Information provided:
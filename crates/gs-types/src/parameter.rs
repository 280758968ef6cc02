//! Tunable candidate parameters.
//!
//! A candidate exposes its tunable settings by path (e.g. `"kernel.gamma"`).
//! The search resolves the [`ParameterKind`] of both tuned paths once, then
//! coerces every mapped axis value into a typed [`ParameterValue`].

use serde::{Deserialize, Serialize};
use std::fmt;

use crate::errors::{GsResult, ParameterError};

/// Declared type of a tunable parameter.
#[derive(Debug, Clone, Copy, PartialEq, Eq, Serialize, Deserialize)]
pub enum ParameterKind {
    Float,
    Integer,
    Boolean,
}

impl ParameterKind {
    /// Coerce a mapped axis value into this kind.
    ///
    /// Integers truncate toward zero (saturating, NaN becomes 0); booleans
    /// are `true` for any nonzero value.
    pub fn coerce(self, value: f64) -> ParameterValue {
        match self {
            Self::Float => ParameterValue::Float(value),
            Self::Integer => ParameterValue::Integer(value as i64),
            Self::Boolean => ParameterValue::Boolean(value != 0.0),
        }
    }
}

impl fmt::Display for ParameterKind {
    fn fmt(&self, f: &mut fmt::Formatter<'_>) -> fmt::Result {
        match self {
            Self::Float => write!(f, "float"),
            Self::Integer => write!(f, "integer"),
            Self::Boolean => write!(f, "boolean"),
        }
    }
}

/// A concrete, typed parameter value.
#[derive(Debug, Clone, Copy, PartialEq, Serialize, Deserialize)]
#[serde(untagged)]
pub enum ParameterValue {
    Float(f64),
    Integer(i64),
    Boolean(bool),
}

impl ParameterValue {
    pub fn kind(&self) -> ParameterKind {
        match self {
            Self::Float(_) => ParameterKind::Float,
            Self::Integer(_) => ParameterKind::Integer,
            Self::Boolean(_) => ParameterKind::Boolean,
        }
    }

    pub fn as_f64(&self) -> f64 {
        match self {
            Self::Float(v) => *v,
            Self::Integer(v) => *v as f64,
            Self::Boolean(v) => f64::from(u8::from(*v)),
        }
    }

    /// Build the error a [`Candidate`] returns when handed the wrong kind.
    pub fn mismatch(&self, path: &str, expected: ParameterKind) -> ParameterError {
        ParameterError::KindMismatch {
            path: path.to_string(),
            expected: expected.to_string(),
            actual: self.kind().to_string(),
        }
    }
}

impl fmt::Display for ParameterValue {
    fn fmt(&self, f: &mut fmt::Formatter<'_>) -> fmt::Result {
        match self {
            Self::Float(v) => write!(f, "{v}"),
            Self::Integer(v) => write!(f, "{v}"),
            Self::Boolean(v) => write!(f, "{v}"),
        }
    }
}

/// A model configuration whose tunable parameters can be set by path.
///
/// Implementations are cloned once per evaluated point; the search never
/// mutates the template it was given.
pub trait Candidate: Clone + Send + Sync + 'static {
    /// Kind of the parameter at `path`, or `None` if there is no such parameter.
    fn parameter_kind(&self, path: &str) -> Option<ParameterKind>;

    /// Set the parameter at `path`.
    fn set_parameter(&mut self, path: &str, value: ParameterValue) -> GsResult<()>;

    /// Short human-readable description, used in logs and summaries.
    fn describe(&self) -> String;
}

==

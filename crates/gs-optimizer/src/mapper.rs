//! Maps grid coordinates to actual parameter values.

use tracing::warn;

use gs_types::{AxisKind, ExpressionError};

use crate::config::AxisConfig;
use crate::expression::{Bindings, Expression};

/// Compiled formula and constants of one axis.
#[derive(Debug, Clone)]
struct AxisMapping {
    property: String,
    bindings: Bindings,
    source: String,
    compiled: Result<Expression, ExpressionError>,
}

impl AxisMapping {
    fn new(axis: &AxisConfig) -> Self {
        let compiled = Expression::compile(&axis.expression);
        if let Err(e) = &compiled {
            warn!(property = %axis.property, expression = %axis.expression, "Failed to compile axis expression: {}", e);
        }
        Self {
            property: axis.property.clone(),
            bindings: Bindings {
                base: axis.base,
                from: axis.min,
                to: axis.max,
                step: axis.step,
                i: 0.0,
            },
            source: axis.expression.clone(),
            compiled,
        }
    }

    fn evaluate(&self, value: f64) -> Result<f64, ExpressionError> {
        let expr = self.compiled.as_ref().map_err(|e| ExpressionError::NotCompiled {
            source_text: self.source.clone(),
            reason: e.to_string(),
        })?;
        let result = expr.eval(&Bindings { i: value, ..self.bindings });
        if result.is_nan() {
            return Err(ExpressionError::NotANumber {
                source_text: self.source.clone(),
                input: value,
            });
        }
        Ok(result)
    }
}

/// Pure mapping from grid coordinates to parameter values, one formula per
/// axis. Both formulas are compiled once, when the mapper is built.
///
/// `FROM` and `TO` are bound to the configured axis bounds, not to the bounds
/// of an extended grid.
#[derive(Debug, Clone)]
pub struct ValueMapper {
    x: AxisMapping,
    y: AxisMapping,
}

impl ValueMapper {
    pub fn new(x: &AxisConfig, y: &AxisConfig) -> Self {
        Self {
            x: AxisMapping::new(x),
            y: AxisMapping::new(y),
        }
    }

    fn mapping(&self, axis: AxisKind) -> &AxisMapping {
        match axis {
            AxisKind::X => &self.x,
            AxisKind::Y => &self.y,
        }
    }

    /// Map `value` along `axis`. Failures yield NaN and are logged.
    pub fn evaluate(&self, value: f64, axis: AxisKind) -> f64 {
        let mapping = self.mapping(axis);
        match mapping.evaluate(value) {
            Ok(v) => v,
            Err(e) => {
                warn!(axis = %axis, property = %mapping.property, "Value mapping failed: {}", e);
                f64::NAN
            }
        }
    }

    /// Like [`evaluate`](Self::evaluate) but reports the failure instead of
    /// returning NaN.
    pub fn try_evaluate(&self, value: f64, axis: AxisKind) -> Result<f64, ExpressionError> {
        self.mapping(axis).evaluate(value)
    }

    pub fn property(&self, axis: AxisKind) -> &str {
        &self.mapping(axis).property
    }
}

What is expected: Show every line above in which the word "Copy" is found.

Answer box:
#[derive(Debug, Clone, Copy, PartialEq, Eq, Serialize, Deserialize)]
#[derive(Debug, Clone, Copy, PartialEq, Serialize, Deserialize)]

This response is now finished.